%%
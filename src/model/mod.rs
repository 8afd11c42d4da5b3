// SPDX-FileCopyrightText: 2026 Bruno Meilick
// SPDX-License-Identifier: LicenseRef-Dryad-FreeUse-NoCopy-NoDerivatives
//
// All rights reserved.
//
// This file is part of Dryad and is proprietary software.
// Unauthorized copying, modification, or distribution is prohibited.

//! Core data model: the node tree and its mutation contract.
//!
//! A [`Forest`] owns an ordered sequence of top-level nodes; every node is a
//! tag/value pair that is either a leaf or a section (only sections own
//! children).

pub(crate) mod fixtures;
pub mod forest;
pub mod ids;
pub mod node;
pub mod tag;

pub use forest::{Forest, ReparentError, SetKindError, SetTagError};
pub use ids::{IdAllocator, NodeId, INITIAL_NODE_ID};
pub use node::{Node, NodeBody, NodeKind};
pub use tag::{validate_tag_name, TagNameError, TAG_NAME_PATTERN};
%%
%%
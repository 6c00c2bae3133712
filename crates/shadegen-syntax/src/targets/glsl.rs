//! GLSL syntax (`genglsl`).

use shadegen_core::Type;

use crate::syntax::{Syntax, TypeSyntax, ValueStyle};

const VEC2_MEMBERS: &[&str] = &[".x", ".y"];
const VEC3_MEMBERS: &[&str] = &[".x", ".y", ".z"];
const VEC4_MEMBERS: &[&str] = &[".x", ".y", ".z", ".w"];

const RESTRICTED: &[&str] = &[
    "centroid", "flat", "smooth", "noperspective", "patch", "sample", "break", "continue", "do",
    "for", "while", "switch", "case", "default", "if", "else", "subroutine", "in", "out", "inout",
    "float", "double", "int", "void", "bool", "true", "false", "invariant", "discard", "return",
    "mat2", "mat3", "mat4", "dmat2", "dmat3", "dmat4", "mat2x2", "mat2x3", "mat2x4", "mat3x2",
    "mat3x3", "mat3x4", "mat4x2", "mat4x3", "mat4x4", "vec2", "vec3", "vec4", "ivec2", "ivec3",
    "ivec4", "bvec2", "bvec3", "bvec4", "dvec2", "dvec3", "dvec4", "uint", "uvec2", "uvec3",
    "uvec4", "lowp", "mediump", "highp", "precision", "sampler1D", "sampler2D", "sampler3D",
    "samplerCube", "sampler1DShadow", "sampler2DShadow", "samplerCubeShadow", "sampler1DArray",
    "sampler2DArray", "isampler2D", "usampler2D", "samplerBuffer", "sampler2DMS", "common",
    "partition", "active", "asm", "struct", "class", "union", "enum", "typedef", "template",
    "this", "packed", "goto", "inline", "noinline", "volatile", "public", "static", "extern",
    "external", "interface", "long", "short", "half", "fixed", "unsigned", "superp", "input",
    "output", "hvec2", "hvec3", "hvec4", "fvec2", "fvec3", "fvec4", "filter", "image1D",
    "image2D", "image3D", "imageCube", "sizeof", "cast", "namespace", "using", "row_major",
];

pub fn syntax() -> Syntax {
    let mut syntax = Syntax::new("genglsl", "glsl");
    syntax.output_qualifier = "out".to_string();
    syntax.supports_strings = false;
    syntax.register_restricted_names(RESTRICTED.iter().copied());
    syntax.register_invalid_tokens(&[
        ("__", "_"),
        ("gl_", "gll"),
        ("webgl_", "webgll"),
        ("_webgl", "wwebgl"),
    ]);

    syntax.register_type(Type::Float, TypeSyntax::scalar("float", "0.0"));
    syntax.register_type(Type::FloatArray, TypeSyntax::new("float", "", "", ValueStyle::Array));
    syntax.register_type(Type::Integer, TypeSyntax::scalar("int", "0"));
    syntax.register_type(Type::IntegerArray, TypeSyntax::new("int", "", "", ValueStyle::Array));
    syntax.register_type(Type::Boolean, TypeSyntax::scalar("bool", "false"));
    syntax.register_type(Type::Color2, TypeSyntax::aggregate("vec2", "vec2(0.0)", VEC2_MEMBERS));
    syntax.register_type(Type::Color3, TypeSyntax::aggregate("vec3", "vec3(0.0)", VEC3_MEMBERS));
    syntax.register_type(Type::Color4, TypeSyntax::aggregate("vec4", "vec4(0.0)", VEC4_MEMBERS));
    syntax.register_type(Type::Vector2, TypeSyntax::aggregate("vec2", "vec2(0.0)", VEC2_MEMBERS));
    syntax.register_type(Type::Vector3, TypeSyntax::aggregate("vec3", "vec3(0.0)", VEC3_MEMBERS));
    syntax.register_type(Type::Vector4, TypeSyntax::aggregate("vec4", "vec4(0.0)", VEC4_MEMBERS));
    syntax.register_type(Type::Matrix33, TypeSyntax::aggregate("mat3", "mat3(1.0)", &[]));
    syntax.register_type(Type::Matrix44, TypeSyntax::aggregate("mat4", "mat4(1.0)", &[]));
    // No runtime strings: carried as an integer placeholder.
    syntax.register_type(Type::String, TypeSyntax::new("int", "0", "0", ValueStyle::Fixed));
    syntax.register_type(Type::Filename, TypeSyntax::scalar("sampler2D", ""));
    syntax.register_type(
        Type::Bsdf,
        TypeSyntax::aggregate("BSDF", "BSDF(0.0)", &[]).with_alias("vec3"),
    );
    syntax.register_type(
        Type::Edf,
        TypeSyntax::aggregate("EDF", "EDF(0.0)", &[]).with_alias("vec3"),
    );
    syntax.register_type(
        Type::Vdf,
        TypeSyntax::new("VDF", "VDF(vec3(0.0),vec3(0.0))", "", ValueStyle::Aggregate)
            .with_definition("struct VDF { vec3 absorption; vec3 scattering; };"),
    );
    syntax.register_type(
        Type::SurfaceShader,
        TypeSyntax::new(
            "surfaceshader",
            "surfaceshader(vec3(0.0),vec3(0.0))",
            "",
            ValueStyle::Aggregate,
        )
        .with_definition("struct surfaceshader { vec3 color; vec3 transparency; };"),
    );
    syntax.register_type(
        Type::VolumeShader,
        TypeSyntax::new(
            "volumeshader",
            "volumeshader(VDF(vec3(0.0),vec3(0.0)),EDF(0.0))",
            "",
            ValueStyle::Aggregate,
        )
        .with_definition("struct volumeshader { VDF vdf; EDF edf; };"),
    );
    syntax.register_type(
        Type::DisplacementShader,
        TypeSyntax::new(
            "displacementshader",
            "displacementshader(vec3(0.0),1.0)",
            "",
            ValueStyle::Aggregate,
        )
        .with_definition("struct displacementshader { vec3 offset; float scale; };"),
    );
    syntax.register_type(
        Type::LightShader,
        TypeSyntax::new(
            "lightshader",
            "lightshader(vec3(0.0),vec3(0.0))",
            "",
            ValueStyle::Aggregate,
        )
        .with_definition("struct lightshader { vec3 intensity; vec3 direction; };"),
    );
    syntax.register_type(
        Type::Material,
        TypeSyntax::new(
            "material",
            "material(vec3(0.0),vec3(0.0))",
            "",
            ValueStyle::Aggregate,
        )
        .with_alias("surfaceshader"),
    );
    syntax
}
%%
%%
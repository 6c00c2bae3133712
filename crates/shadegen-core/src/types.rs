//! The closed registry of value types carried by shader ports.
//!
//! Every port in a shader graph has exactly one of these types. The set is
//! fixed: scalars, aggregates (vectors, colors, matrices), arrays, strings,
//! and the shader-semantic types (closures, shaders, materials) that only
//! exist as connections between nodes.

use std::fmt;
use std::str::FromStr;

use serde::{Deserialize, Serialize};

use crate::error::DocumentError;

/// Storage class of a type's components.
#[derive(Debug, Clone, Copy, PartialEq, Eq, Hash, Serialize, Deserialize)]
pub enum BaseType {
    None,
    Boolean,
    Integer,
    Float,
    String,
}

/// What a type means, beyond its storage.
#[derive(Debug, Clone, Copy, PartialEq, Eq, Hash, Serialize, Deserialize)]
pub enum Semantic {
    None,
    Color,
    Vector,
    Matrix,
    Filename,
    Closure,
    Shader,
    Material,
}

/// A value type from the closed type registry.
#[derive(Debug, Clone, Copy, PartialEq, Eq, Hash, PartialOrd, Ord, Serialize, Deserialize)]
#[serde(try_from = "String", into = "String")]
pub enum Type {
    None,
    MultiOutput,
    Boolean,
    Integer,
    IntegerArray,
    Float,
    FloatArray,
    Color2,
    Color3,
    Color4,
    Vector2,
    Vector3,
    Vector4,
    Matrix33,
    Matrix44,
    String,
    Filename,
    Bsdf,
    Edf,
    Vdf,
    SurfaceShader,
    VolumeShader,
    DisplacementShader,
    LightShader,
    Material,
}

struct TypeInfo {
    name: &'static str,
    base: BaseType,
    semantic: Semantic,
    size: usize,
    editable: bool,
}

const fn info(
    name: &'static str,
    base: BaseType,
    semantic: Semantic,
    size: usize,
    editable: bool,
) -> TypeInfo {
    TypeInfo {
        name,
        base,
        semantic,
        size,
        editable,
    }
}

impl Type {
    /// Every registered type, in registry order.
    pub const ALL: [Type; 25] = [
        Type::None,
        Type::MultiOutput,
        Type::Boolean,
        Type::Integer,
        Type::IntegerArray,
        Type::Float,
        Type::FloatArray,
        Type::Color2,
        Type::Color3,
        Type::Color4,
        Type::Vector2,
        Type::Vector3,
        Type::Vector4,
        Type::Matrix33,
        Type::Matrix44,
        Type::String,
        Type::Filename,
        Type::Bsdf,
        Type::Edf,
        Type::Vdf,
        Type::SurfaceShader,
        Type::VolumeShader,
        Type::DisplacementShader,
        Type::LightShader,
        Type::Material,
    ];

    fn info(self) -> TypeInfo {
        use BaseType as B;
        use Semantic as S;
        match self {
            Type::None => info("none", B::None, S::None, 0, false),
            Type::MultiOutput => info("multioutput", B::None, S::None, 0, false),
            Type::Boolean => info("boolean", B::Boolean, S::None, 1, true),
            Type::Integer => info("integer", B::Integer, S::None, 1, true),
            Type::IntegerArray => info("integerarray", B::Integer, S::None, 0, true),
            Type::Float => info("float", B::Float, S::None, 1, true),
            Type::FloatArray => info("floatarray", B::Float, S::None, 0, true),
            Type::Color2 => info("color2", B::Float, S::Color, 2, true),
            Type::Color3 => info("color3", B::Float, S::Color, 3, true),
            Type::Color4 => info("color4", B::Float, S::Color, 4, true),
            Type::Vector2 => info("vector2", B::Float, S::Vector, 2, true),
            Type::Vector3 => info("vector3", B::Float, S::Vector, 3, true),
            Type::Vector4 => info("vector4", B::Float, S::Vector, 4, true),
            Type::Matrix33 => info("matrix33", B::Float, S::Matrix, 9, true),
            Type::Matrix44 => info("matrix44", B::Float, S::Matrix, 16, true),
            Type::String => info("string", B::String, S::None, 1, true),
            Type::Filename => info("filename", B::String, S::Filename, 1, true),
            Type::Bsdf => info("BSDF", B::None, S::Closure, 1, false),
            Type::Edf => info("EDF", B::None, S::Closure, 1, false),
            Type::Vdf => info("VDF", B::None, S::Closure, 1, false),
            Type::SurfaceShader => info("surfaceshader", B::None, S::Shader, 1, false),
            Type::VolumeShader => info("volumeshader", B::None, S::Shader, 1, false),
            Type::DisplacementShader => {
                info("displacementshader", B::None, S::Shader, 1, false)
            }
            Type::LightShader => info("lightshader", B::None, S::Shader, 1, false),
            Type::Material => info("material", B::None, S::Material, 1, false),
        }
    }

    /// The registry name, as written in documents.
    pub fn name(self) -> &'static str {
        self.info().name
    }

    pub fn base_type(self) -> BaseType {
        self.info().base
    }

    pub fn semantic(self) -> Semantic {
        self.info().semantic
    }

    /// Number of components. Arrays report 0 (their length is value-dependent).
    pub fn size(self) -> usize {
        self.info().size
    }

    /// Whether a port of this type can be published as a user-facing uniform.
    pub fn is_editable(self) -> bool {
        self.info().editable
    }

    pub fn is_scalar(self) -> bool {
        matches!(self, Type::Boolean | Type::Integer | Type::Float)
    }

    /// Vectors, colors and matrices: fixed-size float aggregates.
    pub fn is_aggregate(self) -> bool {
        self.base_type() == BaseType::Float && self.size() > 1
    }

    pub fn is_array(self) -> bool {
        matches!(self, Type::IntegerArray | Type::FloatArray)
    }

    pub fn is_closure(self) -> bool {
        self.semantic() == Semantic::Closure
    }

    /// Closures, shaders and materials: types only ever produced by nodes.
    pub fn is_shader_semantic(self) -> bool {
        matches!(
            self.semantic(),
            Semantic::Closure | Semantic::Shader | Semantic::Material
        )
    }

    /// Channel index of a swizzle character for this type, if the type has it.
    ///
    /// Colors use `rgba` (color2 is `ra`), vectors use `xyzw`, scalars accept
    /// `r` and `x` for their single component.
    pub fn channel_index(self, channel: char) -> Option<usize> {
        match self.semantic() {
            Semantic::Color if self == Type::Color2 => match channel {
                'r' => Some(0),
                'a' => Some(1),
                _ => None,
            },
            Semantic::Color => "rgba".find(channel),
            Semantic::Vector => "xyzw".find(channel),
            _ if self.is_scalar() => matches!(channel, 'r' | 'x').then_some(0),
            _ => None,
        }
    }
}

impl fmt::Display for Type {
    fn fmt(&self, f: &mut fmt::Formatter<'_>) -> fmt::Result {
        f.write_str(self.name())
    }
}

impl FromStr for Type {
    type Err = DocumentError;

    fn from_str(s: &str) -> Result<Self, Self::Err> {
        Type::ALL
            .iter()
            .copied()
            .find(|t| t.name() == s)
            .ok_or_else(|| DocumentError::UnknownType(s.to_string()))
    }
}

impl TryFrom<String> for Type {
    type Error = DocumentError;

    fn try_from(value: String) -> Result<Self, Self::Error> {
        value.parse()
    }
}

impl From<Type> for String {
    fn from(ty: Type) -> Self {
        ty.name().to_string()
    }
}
%%
=== Assignment ===
In the data above, count the lines where the word "matrices" appears; reply with the number only.

=== Response area ===
2